Case ID: so2d_189/html/0367-01.html
Source: Caselaw Access Project
Author: {"author": "SACK, Judge.", "license": "Public Domain", "url": "https://static.case.law/"}
Date Created: 2024-08-24T03:29:51.129683

Alfred Eugene GRIZZELL, a. k. a. Alfred E. Grizzell, Appellant, v. STATE of Florida, Appellee.
    No. G-118.
    District Court of Appeal of Florida. First District.
    Aug. 18, 1966.
    
      Robert L. Wilson, amicus curiae, for appellant
    Earl Faircloth, Atty. Gen., and T. T. Turnbull, Asst. Atty. Gen., for appellee.
   SACK, Judge.

This is an appeal by the appellant from a final judgment of conviction for robbery.

The defendant was informed against by the State Attorney on July 29, 1964. At that time the defendant was incarcerated in Raiford State Prison for other unrelated matters. On August 4, 1964, the lower Court ordered the defendant’s return from Raiford for arraignment. On August 7, 1964, defendant was so returned and arraigned and he made formal application for appointment of counsel. An order was entered appointing the Public Defender of Volusia County as counsel and trial was set for September 21, 1964.
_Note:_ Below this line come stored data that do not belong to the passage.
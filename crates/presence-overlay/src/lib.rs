//! Floating store-presence overlay bridge.
//!
//! Wraps an optional native overlay (a window drawn over other apps that
//! mirrors store open/closed state and the active order count) behind a
//! capability-negotiated bridge. When the native side is absent every call
//! resolves to a safe default instead of failing.

pub mod bridge;
pub mod native;
pub mod presence;
pub mod request;

#[cfg(test)]
mod testing;

// Re-exports for convenience
pub use bridge::{OverlayBridge, OverlayCapability};
pub use native::{NativeOverlay, NoopOverlay, OVERLAY_CLICKED, OverlayEvent};
pub use presence::{AppLifecycle, OverlayCommand, PresenceDriver, PresenceInputs, PresencePolicy};
pub use request::OverlayRequest;

/// Errors reported by a native overlay implementation.
#[derive(Debug, thiserror::Error)]
pub enum OverlayError {
    #[error("Overlay permission not granted")]
    PermissionDenied,

    #[error("Overlay service error: {0}")]
    Service(String),

    #[error("Overlay permission request failed: {0}")]
    PermissionRequest(String),
}

/// Result type alias for overlay operations.
pub type Result<T> = std::result::Result<T, OverlayError>;
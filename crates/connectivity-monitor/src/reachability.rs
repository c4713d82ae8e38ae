//! Raw connectivity snapshots and the "usable" reduction.

use serde::{Deserialize, Serialize};

/// One connectivity report from the platform.
#[derive(Debug, Clone, Copy, PartialEq, Eq, Serialize, Deserialize)]
pub struct RawConnectivity {
    /// Link-layer connection present.
    pub is_connected: bool,
    /// Application-layer reachability; `None` when the platform has not decided yet.
    pub is_internet_reachable: Option<bool>,
}

impl RawConnectivity {
    pub const fn new(is_connected: bool, is_internet_reachable: Option<bool>) -> Self {
        Self {
            is_connected,
            is_internet_reachable,
        }
    }

    pub const fn online() -> Self {
        Self::new(true, Some(true))
    }

    pub const fn offline() -> Self {
        Self::new(false, Some(false))
    }
}

/// How an indeterminate reachability flag folds into the usable fact.
///
/// A link that reports connected with `is_internet_reachable == Some(false)`
/// is never usable, whatever the policy.
#[derive(Debug, Clone, Copy, PartialEq, Eq, Default)]
pub enum ReachabilityPolicy {
    /// Favor fewer false alarms: undecided reachability counts as usable.
    #[default]
    IndeterminateIsUsable,
    /// Stricter detection: undecided reachability counts as not usable.
    IndeterminateIsUnusable,
}

/// Policy applied by [`crate::ConnectivityMonitor::start`].
pub const DEFAULT_REACHABILITY_POLICY: ReachabilityPolicy = ReachabilityPolicy::IndeterminateIsUsable;

impl ReachabilityPolicy {
    /// Reduce a raw snapshot to the boolean "is usable" fact.
    pub const fn is_usable(self, raw: RawConnectivity) -> bool {
        if !raw.is_connected {
            return false;
        }
        match raw.is_internet_reachable {
            Some(reachable) => reachable,
            None => matches!(self, Self::IndeterminateIsUsable),
        }
    }
}
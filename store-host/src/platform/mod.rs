//! Host-side implementations of the platform contracts.

pub mod overlay;
pub mod probe;
pub mod prompter;

pub use overlay::EventBusOverlay;
pub use probe::{NetworkProbe, Probe, ProbeConnectivitySource};
pub use prompter::BusPrompter;
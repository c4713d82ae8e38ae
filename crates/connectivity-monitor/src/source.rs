//! Platform connectivity source contract.

use futures::future::BoxFuture;
use tokio::sync::mpsc;

use crate::Result;
use crate::reachability::RawConnectivity;

type UnsubscribeHook = Box<dyn FnOnce() + Send>;

/// Platform signal source: one-shot snapshot plus a push subscription.
pub trait ConnectivitySource: Send + Sync + 'static {
    /// Fetch the current connectivity snapshot.
    fn fetch(&self) -> BoxFuture<'_, Result<RawConnectivity>>;

    /// Subscribe to connectivity changes, in platform emission order.
    fn subscribe(&self) -> Result<Subscription>;
}

/// A live connectivity subscription.
///
/// The unsubscribe hook runs exactly once, on [`Subscription::unsubscribe`]
/// or when the subscription is dropped.
pub struct Subscription {
    events: mpsc::Receiver<RawConnectivity>,
    unsubscribe: Option<UnsubscribeHook>,
}

impl Subscription {
    pub fn new(
        events: mpsc::Receiver<RawConnectivity>,
        unsubscribe: impl FnOnce() + Send + 'static,
    ) -> Self {
        Self {
            events,
            unsubscribe: Some(Box::new(unsubscribe)),
        }
    }

    /// Subscription whose source needs no teardown beyond closing the channel.
    pub fn detached(events: mpsc::Receiver<RawConnectivity>) -> Self {
        Self {
            events,
            unsubscribe: None,
        }
    }

    /// Next event, or `None` once the source closed the stream.
    pub async fn recv(&mut self) -> Option<RawConnectivity> {
        self.events.recv().await
    }

    pub fn unsubscribe(self) {
        drop(self);
    }
}

impl Drop for Subscription {
    fn drop(&mut self) {
        self.events.close();
        if let Some(hook) = self.unsubscribe.take() {
            hook();
        }
    }
}

impl std::fmt::Debug for Subscription {
    fn fmt(&self, f: &mut std::fmt::Formatter<'_>) -> std::fmt::Result {
        f.debug_struct("Subscription")
            .field("has_unsubscribe_hook", &self.unsubscribe.is_some())
            .finish()
    }
}
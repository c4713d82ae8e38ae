//! Line-oriented operator console on stdin.
//!
//! Drives business state (store status, order count, app lifecycle) and
//! user gestures that a real UI would produce.

use std::io::BufRead;

use presence_overlay::AppLifecycle;
use tokio::sync::mpsc;

use crate::app::SharedState;
use crate::events::{self, PresencePayload};

const LINE_CAPACITY: usize = 32;

#[derive(Debug, Clone, Copy, PartialEq, Eq)]
pub enum ConsoleCommand {
    StoreOpen(bool),
    Orders(u32),
    Lifecycle(AppLifecycle),
    /// Close the connectivity banner.
    Dismiss,
    /// Tap the floating overlay.
    Click,
    Status,
    Quit,
}

impl ConsoleCommand {
    pub fn parse(line: &str) -> Result<Self, String> {
        let mut parts = line.split_whitespace();
        let Some(cmd) = parts.next() else {
            return Err("empty command".into());
        };
        let command = match cmd.to_ascii_lowercase().as_str() {
            "open" => Self::StoreOpen(true),
            "close" => Self::StoreOpen(false),
            "orders" => {
                let n = parts.next().ok_or("usage: orders <count>")?;
                Self::Orders(n.parse().map_err(|_| format!("invalid order count: {n}"))?)
            }
            "background" | "bg" => Self::Lifecycle(AppLifecycle::Background),
            "foreground" | "fg" => Self::Lifecycle(AppLifecycle::Foreground),
            "dismiss" => Self::Dismiss,
            "click" => Self::Click,
            "status" => Self::Status,
            "quit" | "exit" => Self::Quit,
            other => return Err(format!("unknown command: {other}")),
        };
        if parts.next().is_some() {
            return Err(format!("unexpected arguments for {cmd}"));
        }
        Ok(command)
    }
}

/// Read commands from stdin until EOF or shutdown.
///
/// Stdin is read on a dedicated thread so a pending read never holds up
/// runtime shutdown.
pub async fn run(state: SharedState) {
    let (tx, rx) = mpsc::channel(LINE_CAPACITY);
    let spawned = std::thread::Builder::new()
        .name("console-stdin".into())
        .spawn(move || {
            for line in std::io::stdin().lock().lines() {
                match line {
                    Ok(line) => {
                        if tx.blocking_send(line).is_err() {
                            break;
                        }
                    }
                    Err(e) => {
                        tracing::error!("Console read failed: {e}");
                        break;
                    }
                }
            }
        });
    if let Err(e) = spawned {
        tracing::error!("Failed to start console reader: {e}");
        return;
    }
    run_lines(state, rx).await;
}

/// Execute command lines until the sender closes or shutdown.
pub async fn run_lines(state: SharedState, mut lines: mpsc::Receiver<String>) {
    let shutdown_token = state.shutdown_token().clone();
    loop {
        let line = tokio::select! {
            biased;
            _ = shutdown_token.cancelled() => break,
            line = lines.recv() => line,
        };
        let Some(line) = line else {
            tracing::debug!("Console input closed");
            break;
        };
        if line.trim().is_empty() {
            continue;
        }
        match ConsoleCommand::parse(&line) {
            Ok(command) => execute(&state, command).await,
            Err(e) => tracing::warn!("{e}"),
        }
    }
}

pub async fn execute(state: &SharedState, command: ConsoleCommand) {
    tracing::debug!(?command, "Console command");
    match command {
        ConsoleCommand::StoreOpen(_) | ConsoleCommand::Orders(_) | ConsoleCommand::Lifecycle(_) => {
            let mut presence = state.presence().lock().await;
            let Some(driver) = presence.as_mut() else {
                tracing::warn!("Presence driver not mounted");
                return;
            };
            match command {
                ConsoleCommand::StoreOpen(open) => driver.store_status_changed(open).await,
                ConsoleCommand::Orders(n) => driver.order_count_changed(n).await,
                ConsoleCommand::Lifecycle(lifecycle) => driver.lifecycle_changed(lifecycle).await,
                _ => {}
            }
            let inputs = driver.inputs();
            events::publish(
                state.bus_sender(),
                events::PRESENCE_CHANGED,
                PresencePayload {
                    lifecycle: inputs.lifecycle,
                    store_open: inputs.store_open,
                    order_count: inputs.order_count,
                },
            );
        }
        ConsoleCommand::Dismiss => match state.monitor().lock().await.as_ref() {
            Some(monitor) => monitor.dismiss(),
            None => tracing::warn!("Connectivity monitor not running"),
        },
        ConsoleCommand::Click => match state.overlay_backend() {
            Some(backend) => backend.click(),
            None => tracing::warn!("Floating overlay is not available"),
        },
        ConsoleCommand::Status => {
            let view = state.monitor().lock().await.as_ref().map(|m| m.view());
            let presence = state.presence().lock().await.as_ref().map(|d| d.inputs());
            let capability = state.overlay().capability().await;
            let showing = state.overlay().is_overlay_showing().await;
            tracing::info!(?view, ?presence, ?capability, showing, "Status");
        }
        ConsoleCommand::Quit => {
            tracing::info!("Quit requested from console");
            state.shutdown_token().cancel();
        }
    }
}
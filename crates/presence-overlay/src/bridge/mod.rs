//! Capability-negotiated overlay bridge.
//!
//! The backend is chosen once in [`OverlayBridge::negotiate`]. Calls are
//! serialized through one async mutex so they reach the native side in caller
//! order; the overlay is a single process-wide resource and the last call wins.
//! Native failures are logged and absorbed here, never returned to callers.

use std::sync::Arc;

use serde::Serialize;
use tokio::sync::{Mutex, broadcast};

use crate::OverlayError;
use crate::native::{NativeOverlay, NoopOverlay, OverlayEvent};
use crate::request::OverlayRequest;


/// Whether overlay requests can reach the native layer.
#[derive(Debug, Clone, Copy, PartialEq, Eq, Serialize)]
#[serde(rename_all = "snake_case")]
pub enum OverlayCapability {
    /// No native overlay on this platform/build.
    Unsupported,
    PermissionNotGranted,
    Ready,
}

impl OverlayCapability {
    fn from_grant(granted: bool) -> Self {
        if granted {
            Self::Ready
        } else {
            Self::PermissionNotGranted
        }
    }
}

/// What this bridge believes is on screen.
#[derive(Debug, Clone, Copy, PartialEq, Eq, Default)]
enum Screen {
    /// Nothing observed yet, or a native call failed midway. An overlay left
    /// by an earlier process may still be up.
    #[default]
    Unknown,
    Hidden,
    Showing(OverlayRequest),
}

#[derive(Debug, Default)]
struct BridgeState {
    /// Resolved lazily; fixed to `Unsupported` when negotiation found no backend.
    capability: Option<OverlayCapability>,
    screen: Screen,
}

impl BridgeState {
    fn record_failure(&mut self, error: &OverlayError) {
        self.screen = Screen::Unknown;
        if matches!(error, OverlayError::PermissionDenied) {
            self.capability = Some(OverlayCapability::PermissionNotGranted);
        }
    }
}

/// Typed front for the floating overlay.
pub struct OverlayBridge {
    native: Arc<dyn NativeOverlay>,
    state: Mutex<BridgeState>,
}

impl OverlayBridge {
    /// Select the backend once: the native overlay if present, otherwise the no-op fallback.
    pub fn negotiate(native: Option<Arc<dyn NativeOverlay>>) -> Self {
        match native {
            Some(native) => {
                tracing::info!("Floating overlay capability detected");
                Self {
                    native,
                    state: Mutex::new(BridgeState::default()),
                }
            }
            None => {
                tracing::info!("Floating overlay not available on this platform, using no-op bridge");
                Self::unsupported()
            }
        }
    }

    pub fn unsupported() -> Self {
        Self {
            native: Arc::new(NoopOverlay::new()),
            state: Mutex::new(BridgeState {
                capability: Some(OverlayCapability::Unsupported),
                screen: Screen::Hidden,
            }),
        }
    }

    /// Current capability, resolving it on first use.
    pub async fn capability(&self) -> OverlayCapability {
        let mut state = self.state.lock().await;
        self.resolve_capability(&mut state).await
    }

    /// Make the overlay visible with the given content.
    pub async fn show_overlay(&self, is_store_open: bool, order_count: u32) {
        let request = OverlayRequest::new(is_store_open, order_count);
        let mut state = self.state.lock().await;

        let capability = self.resolve_capability(&mut state).await;
        if capability != OverlayCapability::Ready {
            tracing::warn!(?capability, "Cannot show floating overlay");
            return;
        }
        if state.screen == Screen::Showing(request) {
            tracing::debug!("Floating overlay already showing identical content");
            return;
        }

        match self.native.show(request).await {
            Ok(()) => {
                tracing::debug!(
                    status = request.status_label(),
                    orders = request.order_count,
                    "Floating overlay shown"
                );
                state.screen = Screen::Showing(request);
            }
            Err(e) => {
                tracing::error!("Failed to show floating overlay: {e}");
                state.record_failure(&e);
            }
        }
    }

    /// Change the displayed content without a visibility transition.
    ///
    /// While hidden this has no visible effect.
    pub async fn update_overlay(&self, is_store_open: bool, order_count: u32) {
        let request = OverlayRequest::new(is_store_open, order_count);
        let mut state = self.state.lock().await;

        let capability = self.resolve_capability(&mut state).await;
        if capability != OverlayCapability::Ready {
            tracing::warn!(?capability, "Cannot update floating overlay");
            return;
        }
        match state.screen {
            Screen::Unknown | Screen::Hidden => {
                tracing::debug!("Floating overlay not shown, update has no visible effect");
                return;
            }
            Screen::Showing(current) if current == request => return,
            Screen::Showing(_) => {}
        }

        match self.native.update(request).await {
            Ok(()) => {
                tracing::debug!(orders = request.order_count, "Floating overlay updated");
                state.screen = Screen::Showing(request);
            }
            Err(e) => {
                tracing::error!("Failed to update floating overlay: {e}");
                state.record_failure(&e);
            }
        }
    }

    pub async fn hide_overlay(&self) {
        let mut state = self.state.lock().await;
        if state.capability == Some(OverlayCapability::Unsupported) {
            tracing::warn!("Floating overlay is not available, hide ignored");
            return;
        }
        if state.screen == Screen::Hidden {
            return;
        }

        // Unknown still reaches native: an earlier process may have left it up.
        match self.native.hide().await {
            Ok(()) => {
                state.screen = Screen::Hidden;
                tracing::debug!("Floating overlay hidden");
            }
            Err(e) => {
                tracing::error!("Failed to hide floating overlay: {e}");
                state.record_failure(&e);
            }
        }
    }

    /// Trigger the OS consent flow and return the resulting grant.
    pub async fn request_overlay_permission(&self) -> bool {
        let mut state = self.state.lock().await;
        if state.capability == Some(OverlayCapability::Unsupported) {
            tracing::warn!("Floating overlay is not available, permission request ignored");
            return false;
        }

        let granted = match self.native.request_permission().await {
            Ok(granted) => granted,
            Err(e) => {
                tracing::error!("Failed to request overlay permission: {e}");
                false
            }
        };
        state.capability = Some(OverlayCapability::from_grant(granted));
        if !granted {
            tracing::warn!("Overlay permission not granted");
        }
        granted
    }

    /// Re-validate the permission with the platform.
    pub async fn check_overlay_permission(&self) -> bool {
        let mut state = self.state.lock().await;
        if state.capability == Some(OverlayCapability::Unsupported) {
            return false;
        }
        let granted = self.query_permission().await;
        state.capability = Some(OverlayCapability::from_grant(granted));
        granted
    }

    /// Ask the native side, and resync the local view with its answer.
    pub async fn is_overlay_showing(&self) -> bool {
        let mut state = self.state.lock().await;
        if state.capability == Some(OverlayCapability::Unsupported) {
            return false;
        }
        match self.native.is_showing().await {
            Ok(false) => {
                if state.screen != Screen::Hidden {
                    tracing::debug!("Floating overlay gone outside the bridge");
                }
                state.screen = Screen::Hidden;
                false
            }
            Ok(true) => {
                // Visible, but with content we did not put there.
                if !matches!(state.screen, Screen::Showing(_)) {
                    state.screen = Screen::Unknown;
                }
                true
            }
            Err(e) => {
                tracing::error!("Failed to query floating overlay visibility: {e}");
                state.screen = Screen::Unknown;
                false
            }
        }
    }

    /// Overlay events (`OVERLAY_CLICKED`). Never fires when unsupported.
    pub fn subscribe(&self) -> broadcast::Receiver<OverlayEvent> {
        self.native.subscribe_events()
    }

    async fn resolve_capability(&self, state: &mut BridgeState) -> OverlayCapability {
        if let Some(capability) = state.capability {
            return capability;
        }
        let capability = OverlayCapability::from_grant(self.query_permission().await);
        tracing::debug!(?capability, "Floating overlay capability resolved");
        state.capability = Some(capability);
        capability
    }

    async fn query_permission(&self) -> bool {
        match self.native.check_permission().await {
            Ok(granted) => granted,
            Err(e) => {
                tracing::error!("Failed to check overlay permission: {e}");
                false
            }
        }
    }
}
Defendant was again returned from Raiford on or about the evening of September 20, 1964, or the morning of September 21, 1964. On September 22, 1964, the trial date, the Public Defender filed a Motion for Continuance. The gist of the Motion was that at the time of the arraignment the Public Defender did not have time to confer with the defendant, because of the pressure of other arraignments being held at the same time; that he had not had time to go to Raiford for a conference; that the matter could not be handled by correspondence because mail to and from the State Prison was censored, and he concluded :

“Now, in addition thereto I will add the addenda that I have been unable to intelligently study the merits of the case in order to frame motions for a bill of particulars, or other appropriate motions which were to be filed within thirty days after August the 7th, 1964, by reason of no communication or conference with this defendant.
“Now, as I said before in my initial statement to the Court, this is the situation that on the one hand is unfair to the State because the State has gone to the expense and trouble of subpoenaing the witnesses from Jacksonville, and from other parts of the State, it has gone to the expense of having called the venirement of the Jury here to try a case today. At the same time, here is the defendant saying that he cannot have an intelligent presentation of his defense by the Public Defender, because he has not had time to prepare his case and to fairly and squarely meet the issues by evidence and testimony of the witnesses.
“It is a product, I suggest to Your Plonor, of the actual lack of intelligent forethought in the enactment of the Public Defender Act in not providing for the method of communication between an attorney and client in situations of this sort, or providing the funds whereby they can be done. At the same time, there could be some blame laid on his hasty return to Raiford without having communicated while he was here before.
4: 4C
“I don’t know the answer to the situation, because nobody can deny that myself as Public Defender does not have the time to go to Raiford to confer with prisoners, because of the work schedule I have here. At the same time I feel that the man is entitled to have an intelligent presentation of his defense after having conferred with counsel.”

A reading of the Public Defender’s Motion clearly shows that the facts, as he details them, are not the unsupported views of the defendant, but the verified statement of counsel himself that, under the circumstances of the case, he could not effectively represent the defendant at the trial.

This case, in all respects, falls within the facts and the spirit and meaning of the holding of this Court in Hawkins v. State, 184 So.2d 486 (Fla.App.1966), decided after the trial of the instant case, in which we said:

“It is elemental that an indigent’s right to counsel necessarily incorporates the right to effective assistance of counsel and that anything less renders the ensuing trial a farcical and mockery proceeding.”

For the reasons stated in Hawkins v. State, supra, the judgment below must be reversed with directions to grant a new trial.

WIGGINTON, Acting C. J., and CARROLL, DONALD K., J., concur.